Cold, crisp, and exactly what the Chennai heat demands.
They arrived with a spread of Indian-style tapas, crisps,cucumber, watermelon and lentil dumplings (Paruppu Urundai Kuzhambu in a spicy tamarind sauce).

We have been avoiding fresh fruit and vegetables as they can carry bugs, are washed in water our delicate stomachs may not cope with. I don’t want either of us succumb to any stomach issues. We are not missing out as they is such wide array of veggies cooked, so it is all good!
It does feel like a male dominated society. But apparently women in Chennai experience a mix of growing opportunities and ongoing challenges. We passed lots of women only hostels and universities today, which means more opportunities in the job market. But there are still issues around safety and mobility, there are women only buses,the police are trying to be more visible but night time mobility issue.
On the way back to the hotel we were stopped by a group of five women in blue sari’s who wanted their photo taken, but what I didn’t know was they wanted us in it. So on a crossing between two roads I had a selfie with these women. It was very odd. When I asked why they wanted a photo, a shaven haired woman said they were cleaners. None of which made sense. But they did help us across the road!
On reflection we haven’t seen any white people at all. So maybe it was linked to this!
HOORAY!!!!!
We had a call at 5.30am – our bags had arrived. I had been really upset, as Annie had made up a great present of useful holiday essentials, which must have taken time. I would have hated to lose that. Luckily the anti diarrhea tablets came in handy!
Also Pete has his clothes!!!
The man who brought the bags insisted on a tip, which was really, really annoying. Adding insult to injury!
I didn’t go back to sleep, so when Param arrived I felt quite sleep deprived. Added to that despite my best efforts my stomach wasn’t feeling its best. This was confirmed when he had to stop the car while I projectile vomited on the pavement.
Param has the habit of punctuating his sentences with yes yes. What have you eaten. Omelette I say. Standing scrutinising my vomit. Yes yes,all up now, good!
We continued along the coast road, distinctly different from the city. Close proximity to the sea. Massive houses, all with swimming pools. A number of theme parks, one which sounded like Disney but was Dizzy. Passing the crocodile centre, which we didn’t want to stop for.
We passed the Government Sculpture College. The area historically famous for stone carving. Students spending between 4 and 5 years honing their skills. The road leading to the UNESCO site was lined with workshops. Param stopped for us to see them more closely.
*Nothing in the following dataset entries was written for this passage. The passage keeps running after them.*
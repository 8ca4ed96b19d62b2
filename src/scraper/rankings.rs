use ::scraper::{Html, Selector};
use futures::future::try_join_all;
use itertools::Itertools;
use tracing::{debug, instrument};

use crate::context::ScraperContext;
use crate::error::Result;
use crate::model::{Ranking, TeamRanking};
use crate::scraper::{self, href_segment, titlecase_words};
use crate::utils::{clean_number_string, clean_string, get_image_url, BASE_URL};

/// Fetch the world rankings: the rankings landing page lists one nav entry
/// per region, each region page is fetched concurrently.
#[instrument(skip(ctx))]
pub async fn get_rankings(ctx: &ScraperContext) -> Result<Vec<Ranking>> {
    let body = scraper::fetch_page(ctx, &format!("{BASE_URL}/rankings")).await?;
    let region_paths = {
        let document = Html::parse_document(&body);
        parse_region_paths(&document)?
    };

    let rankings =
        try_join_all(region_paths.iter().map(|path| fetch_region(ctx, path))).await?;
    debug!(regions = rankings.len(), "parsed rankings");
    Ok(rankings)
}

fn parse_region_paths(document: &Html) -> Result<Vec<String>> {
    let nav_selector = Selector::parse("div.wf-nav.mod-collapsible a")?;
    // The first nav entry is the "World" overview, not a region.
    let paths = document
        .select(&nav_selector)
        .skip(1)
        .filter_map(|a| a.value().attr("href"))
        .map(|href| href.to_string())
        .collect_vec();
    Ok(paths)
}

async fn fetch_region(ctx: &ScraperContext, path: &str) -> Result<Ranking> {
    let body = scraper::fetch_page(ctx, &format!("{BASE_URL}{path}")).await?;
    let document = Html::parse_document(&body);
    parse_region(&document, path)
}

pub(crate) fn parse_region(document: &Html, path: &str) -> Result<Ranking> {
    let region = region_from_path(path);

    let item_selector = Selector::parse("div.rank-item.wf-card.fc-flex")?;
    let anchor_selector = Selector::parse("a")?;
    let img_selector = Selector::parse("img")?;
    let rank_selector = Selector::parse("div.rank-item-rank")?;
    let rating_selector = Selector::parse("div.rank-item-rating")?;
    let country_selector = Selector::parse("div.rank-item-team-country")?;

    let teams = document
        .select(&item_selector)
        .filter_map(|item| {
            let anchor = item.select(&anchor_selector).next()?;
            let id = href_segment(anchor.value().attr("href").unwrap_or_default(), 2)?;
            let name = anchor
                .value()
                .attr("data-sort-value")
                .unwrap_or_default()
                .to_string();
            let logo = item
                .select(&img_selector)
                .next()
                .and_then(|e| e.value().attr("src"))
                .map(get_image_url)
                .unwrap_or_default();
            let rank = clean_number_string(&scraper::select_text(&item, &rank_selector)) as u32;
            let points = clean_number_string(&scraper::select_text(&item, &rating_selector)) as u32;
            let country = clean_string(&scraper::select_text(&item, &country_selector));
            Some(TeamRanking {
                id,
                name,
                logo,
                rank,
                points,
                country,
            })
        })
        .collect_vec();

    Ok(Ranking { region, teams })
}

/// "/rankings/north-america" becomes "North America".
fn region_from_path(path: &str) -> String {
    let last = path.trim_end_matches('/').split('/').last().unwrap_or_default();
    titlecase_words(&last.split('-').join(" "))
}

#[cfg(test)]
mod tests {
    use super::*;

    #[test]
    fn region_names_come_from_the_path() {
        assert_eq!(region_from_path("/rankings/north-america"), "North America");
        assert_eq!(region_from_path("/rankings/europe"), "Europe");
        assert_eq!(region_from_path("/rankings/la-s"), "La S");
    }

    const REGION_PAGE: &str = r#"
    <html><body>
      <div class="rank-item wf-card fc-flex">
        <div class="rank-item-rank">1</div>
        <a href="/team/2/sentinels" data-sort-value="Sentinels">
          <img src="//owcdn.net/img/sen.png">
        </a>
        <div class="rank-item-team-country">United States</div>
        <div class="rank-item-rating">712</div>
      </div>
      <div class="rank-item wf-card fc-flex">
        <div class="rank-item-rank">2</div>
        <a href="/team/188/cloud9" data-sort-value="Cloud9">
          <img src="//owcdn.net/img/c9.png">
        </a>
        <div class="rank-item-rating">645</div>
      </div>
    </body></html>
    "#;

    #[test]
    fn parses_region_rank_items() {
        let document = Html::parse_document(REGION_PAGE);
        let ranking = parse_region(&document, "/rankings/north-america").unwrap();

        assert_eq!(ranking.region, "North America");
        assert_eq!(ranking.teams.len(), 2);
        assert_eq!(ranking.teams[0].id, "2");
        assert_eq!(ranking.teams[0].name, "Sentinels");
        assert_eq!(ranking.teams[0].rank, 1);
        assert_eq!(ranking.teams[0].points, 712);
        assert_eq!(ranking.teams[0].country, "United States");
        assert_eq!(ranking.teams[1].name, "Cloud9");
    }
}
When we reached the Monuments at Mahabalipuram we were greeted by Gopal, who would be our knowledgeable guide. It a UNESCO World Heritage Site, and rightly so. An ancient complex of stone‑cut temples, monolithic rathas, and bas‑reliefs.
Standing guard over the Bay of Bengal for more than 1,300 years. Gopal was amazing, he knew so much and we bombarded him with one question after another.
After this we headed back, stopping on the way at a Gurdwara. Shoes off, head covered, walking through water before we could enter.

After a long nap in the afternoon we went across town to the Aroma restaurant, which was very tasty. Pete marvelled at my haggling skills with the tuk tuk drivers.